Colin Robertson is vice-president and fellow, Canadian Global Affairs Institute
Can President Donald Trump do a deal with Congress on the new North American trade pact? The Trump administration will pressure Canada and Mexico to move on USMCA, but let’s wait and see if Mr. Trump can deliver Congress.
Trade accords are like plays in three acts. In the first act, the governments decide on their respective objectives and get formal – as required in the United States – or informal legislative approval. The second act is the negotiation, with the ups and downs of the successive rounds and then the end-game gives and takes that, in the case of the United States-Mexico-Canada agreement culminated in the three leaders’ signature last November.
Now comes the final act, USMCA’s legislative implementation. It’s no sure thing.

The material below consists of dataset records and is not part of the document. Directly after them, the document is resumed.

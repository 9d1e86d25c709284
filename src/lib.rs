//! Client for the Climate Policy Database and a checker for broken policy
//! references.
//!
//! Policies come either from a CSV export or from the database API. Every
//! row's `reference` field is split into URLs and each URL is requested; rows
//! with a malformed, unreachable or failing reference are written to a CSV
//! file or to a dated spreadsheet worksheet.

pub mod api;
pub mod config;
pub mod core;
pub mod reporting;
pub mod sink;
pub mod ui;
pub mod validation;

pub use crate::core::{CpdbError, Dataset, Record, Result};
pub use api::{PolicyRequest, PolicyResponse};
pub use config::Config;
pub use validation::{ReferenceValidator, RowVerdict, ValidationReport, ValidatorSettings};
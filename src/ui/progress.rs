use indicatif::{ProgressBar, ProgressStyle};
use std::time::Duration;

/// Row-level progress bar for a validation run.
///
/// Every method is a no-op when the reporter is disabled, so callers never
/// have to check.
pub struct ProgressReporter {
    row_progress: Option<ProgressBar>,
    enabled: bool,
}

impl ProgressReporter {
    pub fn new(enabled: bool) -> Self {
        Self {
            row_progress: None,
            enabled,
        }
    }

    pub fn is_enabled(&self) -> bool {
        self.enabled
    }

    pub fn start_row_validation(&mut self, total_rows: usize) {
        if !self.enabled {
            return;
        }

        let pb = ProgressBar::new(total_rows as u64);
        if let Ok(style) = ProgressStyle::default_bar().template(
            "{spinner:.green} [{elapsed_precise}] [{bar:40.yellow/red}] {pos}/{len} rows checked, {msg} ({eta})",
        ) {
            pb.set_style(style.progress_chars("#>-"));
        }
        pb.set_message("0 flagged");
        pb.enable_steady_tick(Duration::from_millis(120));
        self.row_progress = Some(pb);
    }

    pub fn update_row_progress(&self, current: usize, flagged: usize) {
        if let Some(ref pb) = self.row_progress {
            pb.set_position(current as u64);
            pb.set_message(format!("{flagged} flagged"));
        }
    }

    pub fn finish_row_validation(&self, flagged: usize, total: usize) {
        if let Some(ref pb) = self.row_progress {
            let message = if flagged == 0 {
                "✓ No broken references".to_string()
            } else {
                format!("✓ Validation complete ({flagged}/{total} flagged)")
            };
            pb.finish_with_message(message);
        }
    }

    pub fn log_warning(&self, message: &str) {
        if let Some(ref pb) = self.row_progress {
            pb.println(format!("⚠ {message}"));
        }
    }

    pub fn finish_and_clear(&self) {
        if let Some(ref pb) = self.row_progress {
            pb.finish_and_clear();
        }
    }
}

U.S. Trade Representative Robert Lighthizer and his team have been busy drafting legislation and briefing the House ways and means (where USMCA gets first consideration), and the Senate finance committees and their respective trade sub-committees. The International Trade Commission’s required USMCA economic assessment, delayed by the government shutdown, will likely show marginal economic gains beyond the current trade deal, the North American free-trade agreement.
The Trade Promotion Authority (TPA) gives Congress 90 legislative days to give USMCA up or down approval. Most Republicans will endorse the pact so Senate passage is likely. But passage won’t be easy with various Democratic contenders for 2020 campaigning against Mr. Trump.
A blatantly Trump label on USMCA would likely doom it in a polarized Congress. Should Mr. Trump follow through on his threat to rescind NAFTA and tell the Democrat to take it or leave it, the Democrats may do just that, taking a page from the obstructionist GOP playbook during the Obama administration.
House passage will depend on Speaker Nancy Pelosi and fellow Democrat committee chairs Richard Neal of Massachusetts and Oregon’s Earl Blumenauer and enough the 100-plus members in the centrist New Democratic Coalition. The progressive wing of the Democrat caucus wants changes. Can Mr. Lighthizer deliver enough of what members will want? Ironically, Mr. Lighthizer will point to the Canadian-inspired labour and environmental chapters with their enforcement provisions to secure Democrats’ votes
As usual, there are competing U.S. interests lobbying for and against USMCA’s passage. Canada and Mexico can play a supporting role in encouraging passage, but now it’s an American debate.
There will be he hiccups. We need to be prepared to reopen the deal if the Democrats insist. As Speaker in 2008, Ms. Pelosi upended the TPA forcing changes to President George W. Bush’s trade agreements with Peru, Colombia and Korea. And how would a U.S.-China deal affect passage?
Americans need to know, as Foreign Minister Chrystia Freeland said this week, that passage of USMCA in Canada and Mexico will depend on them rescinding the steel and aluminum tariffs. Imposed under ‘national security’ provisions, Ms. Freeland rightly asks why are they applied against the U.S.’s closest ally. Economic evidence says that while steel profits may be up, these tariffs are hurting Americans. The lumber tariffs add $9000 to the construction of an American house.
For most of the House and Senate committee members, whether Democrat or Republican, Canada and Mexico are the main export markets for their districts or states. Our diplomats need to drive home this fact pointing out the jobs created by our trade and investment.
Our embassy has state fact sheets and the Business Council of Canada created a nifty district-level map. Our legislators – federal and provincial, as well as business and labour – should draw on them in discussions with their counterparts. We can adjust our advocacy campaign, but we need to sustain its tempo.
Mexico needs to pass labour reform legislation. President Andres Manuel Lopez Obrador’s party now controls both chambers in the Mexican Congress and it will likely happen. But not while the tariffs are in place and any U.S. pressure to pay for Mr.Trump’s wall would back-fire.
Much of the new North American accord draws from the Comprehensive Economic and Trade Agreement and the Comprehensive and Progressive Agreement for Trans-Pacific Partnership that were negotiated by both the Harper and Trudeau governments. Canada’s fall election may intervene before parliamentarians consider the USMCA. Conservative Leader Andrew Scheer says he could have negotiated a better deal. He may get the chance but, if so, what would he change?
Until Mr. Trump delivers, Canada and Mexico should hold their own ratification efforts. While we should encourage congressional passage, our efforts need to focus on rescinding the steel, aluminum and lumber tariffs. For now, it is up to Mr. Trump and Congress. Let’s see him demonstrate his art of the deal.